We encourage you to visit the following blogs and websites on multicultural and social justice children’s books.
Africa Access Review. An online database with over 1,000 annotations and reviews of children’s books on Africa and the annual Children’s Africana Book Award.
American Indians in Children’s Literature (AICL). Established in 2006, AICL provides critical perspectives and analysis of indigenous peoples in children’s and young adult books, the school curriculum, popular culture, and society.
Américas Award. The Consortium of Latin American Studies Programs (CLASP) offers two annual book awards, together with a commended list of titles on Latin America, the Caribbean, or Latinos in the U.S.
Anansesem is an online magazine devoted to Caribbean children’s and young adult literature written by both new and established writers.
Booktoss is a blog where the serious business of reading in schools meets the absurd notion that research based literacy practices don’t have to suck the life out of literature. Includes reviews of graphic novels to “keep” and “toss.”
The Brown Bookshelf features the best picture books, middle grade, and young adult novels written and illustrated by African-Americans.
Children of the Glades is a group of Florida Seminole, Miccosukee, Black, Latinix, queer, and disabled teens who are passionate about children’s and YA literature. They post reviews on their blog and are active on Twitter.

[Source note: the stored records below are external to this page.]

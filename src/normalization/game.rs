//! Raw attribute bag -> flat, typed game record.

use chrono::NaiveDate;
use regex::Regex;
use serde::{Deserialize, Serialize};
use std::collections::HashMap;
use std::sync::OnceLock;
use thiserror::Error;
use tracing::{debug, info, instrument, warn};

use super::source::{RawScalar, SourceCollection, SourceRecord};

/// Input pattern of `release_date` in the export, e.g. `Jun 05, 2018`.
pub const RELEASE_DATE_FORMAT: &str = "%b %d, %Y";

/// Flat game record with defaults applied and derived fields computed.
///
/// Field order is the column order of the cleaned CSV/JSON output.
#[derive(Debug, Clone, PartialEq, Serialize, Deserialize)]
pub struct NormalizedGame {
    pub game_id: i64,
    pub name: Option<String>,
    pub release_date: Option<NaiveDate>,
    pub required_age: i64,
    pub price: f64,
    pub website: Option<String>,
    pub windows: bool,
    pub mac: bool,
    pub linux: bool,
    pub metacritic_score: i64,
    pub metacritic_url: Option<String>,
    pub achievements: i64,
    pub recommendations: i64,
    pub short_description: Option<String>,
    pub user_score: i64,
    pub positive: i64,
    pub negative: i64,
    /// `None` means unknown, never zero owners.
    pub estimated_owners_min: Option<i64>,
    pub estimated_owners_max: Option<i64>,
    pub average_playtime_forever: i64,
    pub peak_ccu: i64,
}

impl NormalizedGame {
    pub const FIELDS: [&'static str; 21] = [
        "game_id",
        "name",
        "release_date",
        "required_age",
        "price",
        "website",
        "windows",
        "mac",
        "linux",
        "metacritic_score",
        "metacritic_url",
        "achievements",
        "recommendations",
        "short_description",
        "user_score",
        "positive",
        "negative",
        "estimated_owners_min",
        "estimated_owners_max",
        "average_playtime_forever",
        "peak_ccu",
    ];

    /// Both ownership bounds, or `None` when the range is unknown.
    pub fn estimated_owners(&self) -> Option<(i64, i64)> {
        self.estimated_owners_min.zip(self.estimated_owners_max)
    }
}

/// Why a single source entry could not be normalized.
#[derive(Debug, Clone, PartialEq, Error)]
pub enum RecordDefect {
    #[error("source key {key:?} is not an integer game id")]
    InvalidGameId { key: String },
    #[error("field `{field}` holds {value}, which does not coerce to {expected}")]
    Uncoercible {
        field: &'static str,
        value: String,
        expected: &'static str,
    },
}

/// Batch-fatal normalization failures.
#[derive(Debug, Clone, PartialEq, Error)]
pub enum NormalizeError {
    #[error("source key {key:?} is not an integer game id; aborting batch")]
    InvalidGameId { key: String },
    #[error("game id {game_id} appears under both {first_key:?} and {key:?}")]
    DuplicateGameId {
        game_id: i64,
        first_key: String,
        key: String,
    },
}

/// A source entry dropped from the batch because one of its fields could not be coerced.
#[derive(Debug, Clone, PartialEq, Serialize)]
pub struct SkippedRecord {
    pub key: String,
    pub game_id: i64,
    pub reason: String,
}

#[derive(Debug, Clone, Default, PartialEq)]
pub struct NormalizeReport {
    /// Normalized games in source order.
    pub games: Vec<NormalizedGame>,
    pub skipped: Vec<SkippedRecord>,
}

impl NormalizeReport {
    pub fn undated(&self) -> usize {
        self.games.iter().filter(|g| g.release_date.is_none()).count()
    }

    pub fn unknown_ownership(&self) -> usize {
        self.games
            .iter()
            .filter(|g| g.estimated_owners().is_none())
            .count()
    }
}

/// Normalize one source entry. Pure; no I/O.
pub fn normalize(key: &str, record: &SourceRecord) -> Result<NormalizedGame, RecordDefect> {
    let game_id = parse_game_id(key).ok_or_else(|| RecordDefect::InvalidGameId {
        key: key.to_string(),
    })?;
    let (estimated_owners_min, estimated_owners_max) = match record
        .estimated_owners
        .as_ref()
        .and_then(RawScalar::as_text)
        .and_then(parse_owner_range)
    {
        Some((lo, hi)) => (Some(lo), Some(hi)),
        None => (None, None),
    };

    Ok(NormalizedGame {
        game_id,
        name: text(&record.name),
        release_date: record
            .release_date
            .as_ref()
            .and_then(RawScalar::as_text)
            .and_then(parse_release_date),
        required_age: int_or("required_age", &record.required_age, 0)?,
        price: float_or("price", &record.price, 0.0)?,
        website: text(&record.website),
        windows: flag(&record.windows),
        mac: flag(&record.mac),
        linux: flag(&record.linux),
        metacritic_score: int_or("metacritic_score", &record.metacritic_score, 0)?,
        metacritic_url: text(&record.metacritic_url),
        achievements: int_or("achievements", &record.achievements, 0)?,
        recommendations: int_or("recommendations", &record.recommendations, 0)?,
        short_description: text(&record.short_description),
        user_score: int_or("user_score", &record.user_score, 0)?,
        positive: int_or("positive", &record.positive, 0)?,
        negative: int_or("negative", &record.negative, 0)?,
        estimated_owners_min,
        estimated_owners_max,
        average_playtime_forever: int_or(
            "average_playtime_forever",
            &record.average_playtime_forever,
            0,
        )?,
        peak_ccu: int_or("peak_ccu", &record.peak_ccu, 0)?,
    })
}

/// Normalize a whole export.
///
/// A key that is not an integer, or two keys naming the same game id, abort
/// the batch: the id is the join key for everything downstream. Any other
/// uncoercible field drops only that record, which is reported in
/// [`NormalizeReport::skipped`].
#[instrument(skip(collection), fields(entries = collection.len()))]
pub fn normalize_all(collection: &SourceCollection) -> Result<NormalizeReport, NormalizeError> {
    let mut report = NormalizeReport {
        games: Vec::with_capacity(collection.len()),
        skipped: Vec::new(),
    };
    let mut seen: HashMap<i64, &str> = HashMap::with_capacity(collection.len());

    for (key, record) in collection {
        let game_id = parse_game_id(key)
            .ok_or_else(|| NormalizeError::InvalidGameId { key: key.clone() })?;
        if let Some(first_key) = seen.insert(game_id, key.as_str()) {
            return Err(NormalizeError::DuplicateGameId {
                game_id,
                first_key: first_key.to_string(),
                key: key.clone(),
            });
        }
        match normalize(key, record) {
            Ok(game) => report.games.push(game),
            Err(defect) => {
                warn!(key = %key, game_id, reason = %defect, "skipping uncoercible record");
                report.skipped.push(SkippedRecord {
                    key: key.clone(),
                    game_id,
                    reason: defect.to_string(),
                });
            }
        }
    }

    debug!(
        undated = report.undated(),
        unknown_ownership = report.unknown_ownership(),
        "recoverable field defects"
    );
    info!(
        normalized = report.games.len(),
        skipped = report.skipped.len(),
        "normalized source collection"
    );
    Ok(report)
}

/// Game ids are the decimal source keys; surrounding whitespace is tolerated.
pub fn parse_game_id(key: &str) -> Option<i64> {
    key.trim().parse::<i64>().ok()
}

/// `Jun 05, 2018` -> 2018-06-05. Anything else is `None`.
pub fn parse_release_date(raw: &str) -> Option<NaiveDate> {
    if raw.is_empty() {
        return None;
    }
    NaiveDate::parse_from_str(raw, RELEASE_DATE_FORMAT).ok()
}

fn owner_range_pattern() -> &'static Regex {
    static PATTERN: OnceLock<Regex> = OnceLock::new();
    PATTERN.get_or_init(|| Regex::new(r"^(\d+) - (\d+)$").expect("owner range pattern compiles"))
}

/// `20000 - 50000` -> (20000, 50000). Unmatched or overflowing input is `None`.
pub fn parse_owner_range(raw: &str) -> Option<(i64, i64)> {
    let caps = owner_range_pattern().captures(raw)?;
    let lo = caps.get(1)?.as_str().parse::<i64>().ok()?;
    let hi = caps.get(2)?.as_str().parse::<i64>().ok()?;
    Some((lo, hi))
}

/// Only a literal JSON `true` counts; `"true"`, `1` and absence are all false.
fn flag(value: &Option<RawScalar>) -> bool {
    matches!(value, Some(RawScalar::Bool(true)))
}

fn text(value: &Option<RawScalar>) -> Option<String> {
    value.clone().map(RawScalar::into_text)
}

fn int_or(
    field: &'static str,
    value: &Option<RawScalar>,
    default: i64,
) -> Result<i64, RecordDefect> {
    let Some(raw) = value else {
        return Ok(default);
    };
    let coerced = match raw {
        RawScalar::Int(i) => Some(*i),
        RawScalar::Bool(b) => Some(i64::from(*b)),
        RawScalar::Float(f) if f.is_finite() && f.abs() < i64::MAX as f64 => Some(f.trunc() as i64),
        RawScalar::Text(s) => s.trim().parse::<i64>().ok(),
        _ => None,
    };
    coerced.ok_or_else(|| RecordDefect::Uncoercible {
        field,
        value: raw.to_string(),
        expected: "an integer",
    })
}

fn float_or(
    field: &'static str,
    value: &Option<RawScalar>,
    default: f64,
) -> Result<f64, RecordDefect> {
    let Some(raw) = value else {
        return Ok(default);
    };
    let coerced = match raw {
        RawScalar::Float(f) => Some(*f),
        RawScalar::Int(i) => Some(*i as f64),
        RawScalar::Bool(b) => Some(if *b { 1.0 } else { 0.0 }),
        RawScalar::Text(s) => s.trim().parse::<f64>().ok(),
        RawScalar::Other(_) => None,
    };
    coerced
        .filter(|f| f.is_finite())
        .ok_or_else(|| RecordDefect::Uncoercible {
            field,
            value: raw.to_string(),
            expected: "a finite number",
        })
}
// Request logging, compression and CORS for the dashboard API.

use actix_web::middleware::{Compress, Logger};

pub fn setup_middleware() -> (Logger, Compress) {
    let logger = Logger::new("%a \"%r\" %s %b %Dms");
    let compress = Compress::default();
    (logger, compress)
}

use actix_cors::Cors;
use actix_web::http::header;

/// Read-only API: GET from the configured comma-separated origins.
pub fn setup_cors(allowed_origins: &str) -> Cors {
    let mut cors = Cors::default()
        .allowed_methods(vec!["GET"])
        .allowed_headers(vec![header::ACCEPT, header::CONTENT_TYPE])
        .max_age(3600);

    for origin in allowed_origins
        .split(',')
        .map(str::trim)
        .filter(|o| !o.is_empty())
    {
        cors = cors.allowed_origin(origin);
    }

    cors
}
//! Function predictions derived from co-expression clusters
//!
//! A [`Prediction`] is one record of the prediction stream: one gene, one
//! predicted GO term and the cluster that supports it. All predictions of
//! the same gene and term are aggregated into one [`FunctionPrediction`].

use std::collections::{BTreeMap, BTreeSet, HashMap};
use std::fmt::Display;

use statrs::statistics::Statistics;

use crate::annotations::GeneId;
use crate::matcher::Verdict;
use crate::term::GoTermId;
use crate::{GoError, GoResult};

/// A unique identifier of a co-expression cluster
#[derive(Clone, Copy, Default, Debug, Hash, PartialEq, PartialOrd, Eq, Ord)]
pub struct ClusterId {
    inner: u32,
}

impl ClusterId {
    pub fn as_u32(&self) -> u32 {
        self.inner
    }
}

impl From<u32> for ClusterId {
    fn from(inner: u32) -> Self {
        ClusterId { inner }
    }
}

impl TryFrom<&str> for ClusterId {
    type Error = GoError;
    fn try_from(value: &str) -> GoResult<Self> {
        Ok(ClusterId {
            inner: value.trim().parse::<u32>()?,
        })
    }
}

impl Display for ClusterId {
    fn fmt(&self, f: &mut std::fmt::Formatter<'_>) -> std::fmt::Result {
        write!(f, "{}", self.inner)
    }
}

/// One predicted function of one gene, supported by one cluster
///
/// # Examples
///
/// ```
/// use gopredict::Prediction;
///
/// let prediction = Prediction::new(1u32.into(), 3u32.into(), 7u32.into())
///     .with_p_value(0.001)
///     .with_recurrence(5.0)
///     .with_connectivity(0.8);
///
/// assert_eq!(prediction.p_value(), 0.001);
/// assert_eq!(prediction.cluster().as_u32(), 7);
/// ```
#[derive(Debug, Clone, PartialEq)]
pub struct Prediction {
    gene: GeneId,
    term: GoTermId,
    cluster: ClusterId,
    p_value: f64,
    recurrence: f64,
    connectivity: f64,
    cluster_size: usize,
    unknown_ratio: f64,
    members: Vec<GeneId>,
}

impl Prediction {
    /// Constructs a new prediction with p-value `1.0` and no cluster details
    pub fn new(gene: GeneId, term: GoTermId, cluster: ClusterId) -> Self {
        Self {
            gene,
            term,
            cluster,
            p_value: 1.0,
            recurrence: 0.0,
            connectivity: 0.0,
            cluster_size: 0,
            unknown_ratio: 0.0,
            members: Vec::new(),
        }
    }

    #[must_use]
    pub fn with_p_value(mut self, p_value: f64) -> Self {
        self.p_value = p_value;
        self
    }

    #[must_use]
    pub fn with_recurrence(mut self, recurrence: f64) -> Self {
        self.recurrence = recurrence;
        self
    }

    #[must_use]
    pub fn with_connectivity(mut self, connectivity: f64) -> Self {
        self.connectivity = connectivity;
        self
    }

    #[must_use]
    pub fn with_cluster_size(mut self, cluster_size: usize) -> Self {
        self.cluster_size = cluster_size;
        self
    }

    #[must_use]
    pub fn with_unknown_ratio(mut self, unknown_ratio: f64) -> Self {
        self.unknown_ratio = unknown_ratio;
        self
    }

    /// Sets the member genes of the supporting cluster
    ///
    /// The cluster size is updated if it was not set before
    #[must_use]
    pub fn with_members(mut self, members: Vec<GeneId>) -> Self {
        if self.cluster_size == 0 {
            self.cluster_size = members.len();
        }
        self.members = members;
        self
    }

    pub fn gene(&self) -> GeneId {
        self.gene
    }

    pub fn term(&self) -> GoTermId {
        self.term
    }

    pub fn cluster(&self) -> ClusterId {
        self.cluster
    }

    pub fn p_value(&self) -> f64 {
        self.p_value
    }

    pub fn recurrence(&self) -> f64 {
        self.recurrence
    }

    pub fn connectivity(&self) -> f64 {
        self.connectivity
    }

    pub fn cluster_size(&self) -> usize {
        self.cluster_size
    }

    pub fn unknown_ratio(&self) -> f64 {
        self.unknown_ratio
    }

    /// The member genes of the supporting cluster
    pub fn members(&self) -> &[GeneId] {
        &self.members
    }
}

impl AsRef<Prediction> for Prediction {
    fn as_ref(&self) -> &Prediction {
        self
    }
}

/// All evidence for one predicted function of one gene
#[derive(Debug, Clone)]
pub struct FunctionPrediction {
    term: GoTermId,
    verdict: Verdict,
    clusters: Vec<ClusterId>,
    p_values: Vec<f64>,
    context: BTreeMap<GeneId, BTreeSet<ClusterId>>,
}

impl FunctionPrediction {
    pub fn new(term: GoTermId, verdict: Verdict) -> Self {
        Self {
            term,
            verdict,
            clusters: Vec::new(),
            p_values: Vec::new(),
            context: BTreeMap::new(),
        }
    }

    /// Adds the evidence of one prediction
    ///
    /// All cluster members except the gene itself become context genes
    pub fn add(&mut self, prediction: &Prediction) {
        let cluster = prediction.cluster();
        if !self.clusters.contains(&cluster) {
            self.clusters.push(cluster);
        }
        self.p_values.push(prediction.p_value());
        for member in prediction.members() {
            if *member != prediction.gene() {
                self.context.entry(*member).or_default().insert(cluster);
            }
        }
    }

    /// Merges the evidence of `other` into `self`
    ///
    /// Clusters keep their first-seen order and occur only once, a cluster
    /// that supports both functions adds nothing to the context genes
    pub fn absorb(&mut self, other: &FunctionPrediction) {
        for cluster in &other.clusters {
            if !self.clusters.contains(cluster) {
                self.clusters.push(*cluster);
            }
        }
        self.p_values.extend_from_slice(&other.p_values);
        for (gene, clusters) in &other.context {
            self.context
                .entry(*gene)
                .or_default()
                .extend(clusters.iter().copied());
        }
    }

    pub fn term(&self) -> GoTermId {
        self.term
    }

    pub fn verdict(&self) -> &Verdict {
        &self.verdict
    }

    /// The supporting clusters, in first-seen order
    pub fn clusters(&self) -> &[ClusterId] {
        &self.clusters
    }

    /// The number of supporting clusters
    pub fn support(&self) -> usize {
        self.clusters.len()
    }

    pub fn p_values(&self) -> &[f64] {
        &self.p_values
    }

    /// The mean of all p-values, `None` without any p-value
    pub fn average_p_value(&self) -> Option<f64> {
        if self.p_values.is_empty() {
            None
        } else {
            Some(self.p_values.iter().mean())
        }
    }

    /// Context genes and the supporting clusters that contain them
    pub fn context(&self) -> &BTreeMap<GeneId, BTreeSet<ClusterId>> {
        &self.context
    }

    /// Returns the number of supporting clusters that contain `gene`
    pub fn context_count(&self, gene: &GeneId) -> usize {
        self.context.get(gene).map_or(0, BTreeSet::len)
    }
}

/// The aggregated predictions of one gene, in first-seen order of the terms
pub type GenePredictions = Vec<FunctionPrediction>;

/// Aggregates predictions per gene and term
///
/// `predictions` yields anything that holds a [`Prediction`], e.g. a
/// prediction together with its verdict. `verdict` is called once for
/// every new gene-term pair, with the first item of that pair.
///
/// # Errors
///
/// Returns the first error of `verdict`
pub fn group_by_gene<I, T, F>(
    predictions: I,
    mut verdict: F,
) -> GoResult<BTreeMap<GeneId, GenePredictions>>
where
    I: IntoIterator<Item = T>,
    T: AsRef<Prediction>,
    F: FnMut(&T) -> GoResult<Verdict>,
{
    let mut genes: BTreeMap<GeneId, GenePredictions> = BTreeMap::new();
    let mut positions: HashMap<(GeneId, GoTermId), usize> = HashMap::new();
    for item in predictions {
        let prediction = item.as_ref();
        let functions = genes.entry(prediction.gene()).or_default();
        let key = (prediction.gene(), prediction.term());
        let idx = match positions.get(&key) {
            Some(idx) => *idx,
            None => {
                functions.push(FunctionPrediction::new(prediction.term(), verdict(&item)?));
                positions.insert(key, functions.len() - 1);
                functions.len() - 1
            }
        };
        functions[idx].add(prediction);
    }
    Ok(genes)
}

/// Keeps only the functions with the maximal number of supporting clusters
///
/// Several functions are kept if they have the same support
pub fn retain_dominant(functions: &mut GenePredictions) {
    let Some(max) = functions.iter().map(FunctionPrediction::support).max() else {
        return;
    };
    functions.retain(|function| function.support() == max);
}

The Conscious Kid is an education, research, and policy organization dedicated to reducing bias and promoting positive identity development in youth that promotes access to children’s books centering underrepresented and oppressed groups.
Cooperative Children’s Book Center (CCBC). Established in 1963 at the School of Education at the University of Wisconsin-Madison, the CCBC is committed to identifying and promoting excellent literature for children and adolescents. The CCBC also compiles annual statistics on the number of books published annually by and about people of color and Native Americans.
Crazy Quilt Edi promotes literacy for teens of color. Librarian Edith Campbell blogs to make IPOC authors and their works more accessible.
Cynsations is a source for conversations, publishing information, literacy and free speech advocacy, writer resources, inspiration, bookseller-librarian-teacher appreciation, news in children’s and young adult literature, and author outreach.
The Dark Fantastic blogs about race and the imagination in children’s and YA books.
De Colores: The Raza Experience in Books for Children reviews and critiques children’s and young adult books about Raza peoples throughout the Diaspora.
Disability in Kidlit is dedicated to discussing the portrayal of disability in middle grade and young adult literature.
#DisruptTexts is a crowdsourced, grass roots effort by and for teachers to challenge the traditional canon in order to create a more inclusive, representative, and equitable language arts curriculum that students deserve.
Hijabi Librarians is a blog by Muslim librarians to examine Muslims in literature through the lens of their expertise as professionals and to give their opinions as Muslim Americans.
Latinxs in Kid Lit features articles about Latinx in children’s books, including reviews and booklists.
Reading While White is a blog by white librarians organizing to confront racism in the field of children’s and young adult literature, allies in the ongoing struggle for authenticity and visibility in books.
Research on Diversity in Youth Literature s a peer-reviewed, online, open-access journal hosted by St. Catherine University’s Master of Library and Information Science Program and University Library.
Social Justice Books is a project of Teaching for Change to identify and promote the best multicultural and social justice children’s books with theme based lists, as well as articles and books for educators. The website also hosts reviews of children’s books by members of the the See What We See coalition.
We are Kid Lit Collective works to create materials and opportunities to recognize the humanity of Indigenous and People of Color (IPOC) in youth literature. In particular, they create an annual summer reading list.
We Need Diverse Books advocates essential changes in the publishing industry to produce and promote literature that reflects and honors the lives of all young people.
YA Pride! The mission is to empower authors to write LGBTQIA+ characters, help ensure that what’s being published contains positive and affirming representation, and enable all teens to find themselves on the page.
Zetta Elliott blogs about multicultural children’s books and education and promotes the Birthday Party Pledge.